Thursday, August 26, 2021

20,000 Bags? Exaggerated

CUNY professor Angus Johnston took on the job of analyzing that recent study you may have heard about, which proclaimed that a cotton tote bag has to be reused 20,000 times to make up for its manufacturing, compared to a flimsy plastic grocery sack. I had already seen a minor debunking of the study from an environmental reporter, but Johnston goes into a lot more depth. 

What's wrong with the analysis?

First, the study specified organic cotton, an adjective most people probably missed when they read about the study. It's not too likely all the tote bags you have, even if they're cotton, are organic. Conventional cotton uses one-third the resources of organic. And if your bags are made from recycled plastic bottles or some other material... who knows, maybe none of this applies.

The biggest challenge to the study's 20,000x claim, though, is that it's not about general climate impact at all. The cotton totes are only 50x worse for that kind of impact, even by the study authors' own measurements. Where did the 20,000x number come from? It's the authors' estimate of how much electricity (generated by natural gas) it takes to irrigate organic cotton and the impact that has on the ozone layer. Not on greenhouse gases. It's as if someone cherry-picked the biggest number they could find in the results, in order to get headlines.

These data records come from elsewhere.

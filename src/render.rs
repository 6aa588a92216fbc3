use std::io::{self, Write};

use log::trace;
use rayon::prelude::*;

use crate::camera::Viewport;
use crate::math::{Point3, Vec3};
use crate::picture::{Color, Rgb};
use crate::ppm::PpmWriter;
use crate::ray::Ray;
use crate::scene::{RenderSettings, Scene};

pub fn render_ray(ray: &Ray, scene: &Scene) -> Color {
    if scene.sphere.is_hit(ray) {
        return scene.hit_color;
    }
    scene.sky.color(&ray.direction)
}

/// Colors a ray cast into the default scene.
pub fn color_for(origin: Point3, direction: Vec3) -> Color {
    render_ray(&Ray::new(origin, direction), &Scene::default())
}

pub fn render_pixel(x: u32, y: u32, viewport: &Viewport, scene: &Scene) -> Rgb {
    render_ray(&viewport.pixel_ray(x, y), scene).into()
}

const LINES_PER_WORK: u32 = 50;

/// Renders the raster top row first (`y = height-1` down to 0) and streams
/// each finished band of rows to `out` in that order.
pub fn render_image<W: Write>(out: W, scene: &Scene, settings: &RenderSettings) -> io::Result<W> {
    let (width, height) = (settings.width, settings.height);
    let viewport = scene.camera.viewport(width, height);
    let mut writer = PpmWriter::new(out, width, height)?;

    let rows: Vec<u32> = (0..height).rev().collect();
    for band in rows.chunks(LINES_PER_WORK as usize) {
        trace!(target: "app", "Rendering {} rows starting at y = {}", band.len(), band[0]);
        let pixels: Vec<Rgb> = band
            .par_iter()
            .flat_map_iter(|&y| (0..width).map(move |x| (x, y)))
            .map(|(x, y)| render_pixel(x, y, &viewport, scene))
            .collect();
        writer.write_pixels(&pixels)?;
    }

    writer.finish()
}
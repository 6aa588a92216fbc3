//! The fixed scene and raster settings, gathered in one place so the
//! renderer never reaches for literals.

use std::path::PathBuf;

use nalgebra::{point, Point3};

use crate::camera::Camera;
use crate::math::Vec3;
use crate::object::Sphere;
use crate::picture::Color;

/// Vertical gradient shown wherever a ray misses every object.
#[derive(Clone, Debug, PartialEq)]
pub struct Sky {
    pub horizon: Color,
    pub zenith: Color,
}

impl Sky {
    /// Blends on `direction.y` without renormalizing, so only unit-length
    /// directions stay within the two endpoint colors.
    pub fn color(&self, direction: &Vec3) -> Color {
        let t = 0.5 * (direction.y + 1.0);
        self.horizon.lerp(self.zenith, t)
    }
}

#[derive(Clone, Debug, PartialEq)]
pub struct Scene {
    pub camera: Camera,
    pub sphere: Sphere,
    pub hit_color: Color,
    pub sky: Sky,
}

impl Default for Scene {
    fn default() -> Self {
        Scene {
            camera: Camera::new(Point3::origin(), 4.0, 2.0, 1.0),
            sphere: Sphere::new(point![0.0, 0.0, -5.0], 1.0),
            hit_color: Color::RED,
            sky: Sky {
                horizon: Color::WHITE,
                zenith: Color::SKY_BLUE,
            },
        }
    }
}

#[derive(Clone, Debug, PartialEq)]
pub struct RenderSettings {
    pub width: u32,
    pub height: u32,
    pub output: PathBuf,
}

impl Default for RenderSettings {
    fn default() -> Self {
        RenderSettings {
            width: 400,
            height: 200,
            output: PathBuf::from("output.ppm"),
        }
    }
}

#[cfg(test)]
mod tests {
    use nalgebra::vector;

    use super::*;

    #[test]
    fn sky_endpoints() {
        let sky = Scene::default().sky;
        assert_eq!(sky.color(&vector![0.0, 1.0, 0.0]), Color::SKY_BLUE);
        assert_eq!(sky.color(&vector![0.0, -1.0, 0.0]), Color::WHITE);
    }

    #[test]
    fn sky_extrapolates_for_long_directions() {
        let sky = Scene::default().sky;
        let color = sky.color(&vector![0.0, 3.0, 0.0]);
        assert!(color.r < Color::SKY_BLUE.r);
    }
}
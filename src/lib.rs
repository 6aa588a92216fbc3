//! Casts one ray per pixel from a pinhole camera into a scene holding a single
//! sphere and writes the result as a plain-text PPM image.

pub mod camera;
pub mod math;
pub mod object;
pub mod picture;
pub mod ppm;
pub mod ray;
pub mod render;
pub mod scene;
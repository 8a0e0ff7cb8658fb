//! In-process registry of recurring jobs
//!
//! Each job gets its own timer task. When the timer fires the job body is
//! spawned separately so a slow run never delays the next tick.

use std::collections::HashMap;
use std::future::Future;
use std::sync::{Arc, Mutex, PoisonError};
use std::time::Duration;
use tokio::task::JoinHandle;
use tracing::{error, info};

/// When a recurring job should fire next
pub trait Trigger: Send + Sync + 'static {
    /// Delay until the next fire, `None` when the trigger will never fire again
    fn next_delay(&self) -> Option<Duration>;
}

struct RegisteredJob {
    name: String,
    timer: JoinHandle<()>,
}

/// Recurring jobs keyed by id
#[derive(Default)]
pub struct CronScheduler {
    jobs: Mutex<HashMap<String, RegisteredJob>>,
}

impl CronScheduler {
    pub fn new() -> Self {
        Self::default()
    }

    /// Register `job` under `id`, replacing any job already registered with that id
    pub fn add_job<T, F, Fut>(&self, id: &str, name: &str, trigger: T, job: F)
    where
        T: Trigger,
        F: Fn() -> Fut + Send + Sync + 'static,
        Fut: Future<Output = ()> + Send + 'static,
    {
        let job = Arc::new(job);
        let job_id = id.to_string();

        let timer = tokio::spawn(async move {
            loop {
                let Some(delay) = trigger.next_delay() else {
                    error!(job = %job_id, "Trigger has no further fire time, stopping job");
                    break;
                };

                tokio::time::sleep(delay).await;
                info!(job = %job_id, "Running scheduled job");

                let job = Arc::clone(&job);
                tokio::spawn(async move { job().await });
            }
        });

        let previous = self
            .jobs
            .lock()
            .unwrap_or_else(PoisonError::into_inner)
            .insert(
                id.to_string(),
                RegisteredJob {
                    name: name.to_string(),
                    timer,
                },
            );

        if let Some(previous) = previous {
            previous.timer.abort();
            info!(job = id, name, "Replaced existing job");
        } else {
            info!(job = id, name, "Registered job");
        }
    }

    /// Stop and forget the job registered under `id`
    pub fn remove_job(&self, id: &str) -> bool {
        let removed = self
            .jobs
            .lock()
            .unwrap_or_else(PoisonError::into_inner)
            .remove(id);

        match removed {
            Some(job) => {
                job.timer.abort();
                info!(job = id, name = %job.name, "Removed job");
                true
            },
            None => false,
        }
    }

    /// Registered ids, sorted
    pub fn job_ids(&self) -> Vec<String> {
        let mut ids: Vec<String> = self
            .jobs
            .lock()
            .unwrap_or_else(PoisonError::into_inner)
            .keys()
            .cloned()
            .collect();
        ids.sort();
        ids
    }

    /// Display name of the job registered under `id`
    pub fn job_name(&self, id: &str) -> Option<String> {
        self.jobs
            .lock()
            .unwrap_or_else(PoisonError::into_inner)
            .get(id)
            .map(|job| job.name.clone())
    }

    /// Stop every job timer
    pub fn shutdown(&self) {
        let mut jobs = self.jobs.lock().unwrap_or_else(PoisonError::into_inner);
        for (id, job) in jobs.drain() {
            job.timer.abort();
            info!(job = %id, "Stopped job");
        }
    }
}

impl Drop for CronScheduler {
    fn drop(&mut self) {
        let jobs = self.jobs.get_mut().unwrap_or_else(PoisonError::into_inner);
        for job in jobs.values() {
            job.timer.abort();
        }
    }
}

The study's authors also assumed that the average plastic sack gets two uses, one to carry home the original product and again to take out the trash. Let's just say that we all know that is not true. (How many plastic sacks have you seen blowing down the street, or stuck in a tree? How many have you thrown away, especially if they were ripped?) 

Or at least it's not any more true than the authors' other assumption, which is that it takes two cotton totes to carry as much as you can in a plastic sack.

By the time Johnston was done, he had figured the average conventional cotton tote as at most 25x, with ones made from other materials possibly substantially lower. So if a cotton bag gets reused every other week for a year... you've saved 25 plastic bags while decreasing the need for oil to make the plastic bags and either landfill or incineration to dispose of them, plus you can keep using the bag some more. 

That's not to say that every organization and their brother should be giving out cloth bags all the time. None of us is saving the planet "one bag at a time."

But I think that trend has peaked, thank goodness. Let's all use the ones we have, or if we need one, get it at a reuse store, since there are plenty in existence already. I donated some of the ones that have been foisted upon me along the way to my local food shelf, which loves to get them.